Subicular hyphae noticeably long and straight, thick-walled; forming a loose tissue. Individual hyphae (4.7-) 4.9-7.1 (-7.6) μm wide, with a mean width of 6.0 μm; orange brown to dark brown in KOH, orange brown to brown in water.

Subhymenial hyphae often somewhat sinuous, thin to thick-walled; forming a rather dense tissue. Individual hyphae (3.1-) 3.2-5.3 (-5.4) μm wide, with a mean width of 4.6 μm; pale yellowish-brown in KOH, pale green to blue green in the presence of air; pale green to pale orange green in water, with strongly granular contents.

Encrustation granular, amyloid, concolourous with the hyphae in both KOH and water; scattered in occurrence on the upper parts of subhymenial hyphae and on the lower parts of basidia.

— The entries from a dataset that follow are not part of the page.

//! HTTP client for the cache node.

use std::time::Duration;

use async_trait::async_trait;
use bytes::Bytes;
use reqwest::{Client, Response, StatusCode, Url};

use crate::error::StoreError;
use crate::models::{DeleteResponse, SetResponse};
use crate::remote::{RemoteStore, SetCondition};

// == Http Remote ==
/// [`RemoteStore`] backed by a cache node's `/keys` API.
#[derive(Debug, Clone)]
pub struct HttpRemote {
    client: Client,
    base_url: Url,
}

impl HttpRemote {
    /// Creates a client for the node at `base_url`, e.g. `http://127.0.0.1:3000`.
    pub fn new(base_url: &str) -> Result<Self, StoreError> {
        Self::with_client(Client::new(), base_url)
    }

    /// Creates a client reusing an existing `reqwest::Client`.
    pub fn with_client(client: Client, base_url: &str) -> Result<Self, StoreError> {
        let base_url = Url::parse(base_url).map_err(|err| StoreError::InvalidEndpoint(format!("{base_url}: {err}")))?;
        if base_url.cannot_be_a_base() {
            return Err(StoreError::InvalidEndpoint(base_url.to_string()));
        }
        Ok(Self { client, base_url })
    }

    pub fn base_url(&self) -> &Url {
        &self.base_url
    }

    /// URL for `key`, percent-encoded as a single path segment.
    fn key_url(&self, key: &str) -> Result<Url, StoreError> {
        let mut url = self.base_url.clone();
        url.path_segments_mut()
            .map_err(|_| StoreError::InvalidEndpoint(self.base_url.to_string()))?
            .pop_if_empty()
            .push("keys")
            .push(key);
        Ok(url)
    }
}

/// Whole milliseconds for the `ttl_ms` query, rounded up so that a sub-ms
/// TTL does not turn into 0, which the node reads as "no expiry".
fn ttl_millis(ttl: Duration) -> u64 {
    let millis = ttl.as_millis() + u128::from(ttl.subsec_nanos() % 1_000_000 != 0);
    millis.min(u128::from(u64::MAX)) as u64
}

/// Turns a non-success response into a `StoreError::Status`.
async fn unexpected(response: Response) -> StoreError {
    let status = response.status().as_u16();
    let message = response.text().await.unwrap_or_default();
    StoreError::Status { status, message }
}

#[async_trait]
impl RemoteStore for HttpRemote {
    async fn get(&self, key: &str) -> Result<Option<Bytes>, StoreError> {
        let response = self.client.get(self.key_url(key)?).send().await?;
        match response.status() {
            StatusCode::OK => Ok(Some(response.bytes().await?)),
            StatusCode::NOT_FOUND => Ok(None),
            _ => Err(unexpected(response).await),
        }
    }

    async fn set(
        &self,
        key: &str,
        payload: Bytes,
        ttl: Duration,
        condition: SetCondition,
    ) -> Result<bool, StoreError> {
        let ttl_ms = ttl_millis(ttl);
        let response = self
            .client
            .put(self.key_url(key)?)
            .query(&[("ttl_ms", ttl_ms.to_string()), ("condition", condition.as_str().to_string())])
            .body(payload)
            .send()
            .await?;

        if response.status() != StatusCode::OK {
            return Err(unexpected(response).await);
        }
        Ok(response.json::<SetResponse>().await?.stored)
    }

    async fn delete(&self, key: &str) -> Result<bool, StoreError> {
        let response = self.client.delete(self.key_url(key)?).send().await?;
        if response.status() != StatusCode::OK {
            return Err(unexpected(response).await);
        }
        Ok(response.json::<DeleteResponse>().await?.deleted)
    }

    async fn exists(&self, key: &str) -> Result<bool, StoreError> {
        let response = self.client.head(self.key_url(key)?).send().await?;
        match response.status() {
            StatusCode::OK => Ok(true),
            StatusCode::NOT_FOUND => Ok(false),
            _ => Err(unexpected(response).await),
        }
    }
}

#[cfg(test)]
mod tests {
    use super::*;

    #[test]
    fn test_key_url_encodes_segment() {
        let remote = HttpRemote::new("http://127.0.0.1:3000").unwrap();
        let url = remote.key_url("user:42/profile").unwrap();
        assert_eq!(url.as_str(), "http://127.0.0.1:3000/keys/user:42%2Fprofile");
    }

    #[test]
    fn test_key_url_keeps_base_path() {
        let remote = HttpRemote::new("http://cache.internal/node-a/").unwrap();
        let url = remote.key_url("k").unwrap();
        assert_eq!(url.as_str(), "http://cache.internal/node-a/keys/k");
    }

    #[test]
    fn test_ttl_millis_rounds_up() {
        assert_eq!(ttl_millis(Duration::ZERO), 0);
        assert_eq!(ttl_millis(Duration::from_nanos(1)), 1);
        assert_eq!(ttl_millis(Duration::from_micros(500)), 1);
        assert_eq!(ttl_millis(Duration::from_millis(250)), 250);
        assert_eq!(ttl_millis(Duration::from_micros(1_500)), 2);
        assert_eq!(ttl_millis(Duration::MAX), u64::MAX);
    }

    #[test]
    fn test_invalid_endpoint() {
        assert!(matches!(
            HttpRemote::new("not a url"),
            Err(StoreError::InvalidEndpoint(_))
        ));
        assert!(matches!(
            HttpRemote::new("mailto:ops@example.com"),
            Err(StoreError::InvalidEndpoint(_))
        ));
    }
}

Basidia with four slightly curved sterigmata, occasionally two-sterigmate; clavate to narrowly clavate, sometimes clavopedunculate, thin-walled, with one-three slight constrictions. Dimensions: (49-) 54-72 (-75) × (7.3-) 7.9-10.0 (-10.5) μm; mean dimensions: 63 × 9.1 μm. Sterigmata (7.6-) 7.8-9.9 (-10.5) μm long, with a mean length of 8.6 μm. Colours and reactions the same as for the subhymenial hyphae.

Cystidial organs lacking.

Basidiospores in frontal face generally with a subcircular basic shape and an angular to nodulose or sometimes cross-shaped outline, covered in bi- or trifurcate, sometimes singularly attached, echinuli. A majority of the spores with three-five indistinct corners to distinct, square lobes; subellipsoid, ovoid and subcircular spores with a rather evenly rounded outline occasionally occurring, as well as subcircular, six-lobed spores; abnormally large spores originating from two-sterigmate basidia infrequently seen. Frontal dimensions: 7.7-8.6 (-8.8) × (7.4-) 7.7-9.3 (-9.5) μm; mean dimensions: 8.2 × 8.5 μm; Q-value: 0.9-1.1; mean Q-value: 1.0. Echinuli (0.5-) 0.7-0.9 (-1.1) μm long, with a mean length of 0.8 μm. Lateral face ellipsoid, usually with evenly rounded edges, sometimes with one-three lobes. Lateral dimensions: (7.9-) 8.0-8.6 × 6.0-6.5 (-6.7) μm; mean dimensions: 8.2 × 6.3 μm; Q-value: 1.2-1.4; mean Q-value: 1.3. Colour in KOH brown to yellow brown, in the presence of air often with a green to blue green reaction; in water pale greenish to pale greenish-orange; occasionally amyloid.

Chlamydospores lacking.

Habitat.

The only specimen recorded to date of P. tristoides is the type collection, which was obtained in an old, mixed forest on soil with intermediate pH. UNITE sequence metadata show that the species forms ectomycorrhiza with at least Populus alba and Cephalanthera damasonium ( Kõljalg et al. 2005, Nilsson et al. 2019).

Distribution.

Basidiomata encountered in: Norway. Soil or root tip samples confirm presence also in: Estonia and the Czech Republic.

Remarks.

Within the P. tristis group, the basidiome of P. tristoides can be recognised by its lack of hyphal cords and skeletal hyphae and its soft, yet rather firm and compact and ± elastic texture after drying, bluish to greenish colour of immature parts, wide subicular hyphae, medium sized, angular-nodulose spores and relatively short echinuli and sterigmata. Pseudotomentella tristis is similar but has longer echinuli and sterigmata, P. sciastra has smaller, star-shaped spores and H. rhacodium (only known from the type) has hard, brittle basidiomata after drying.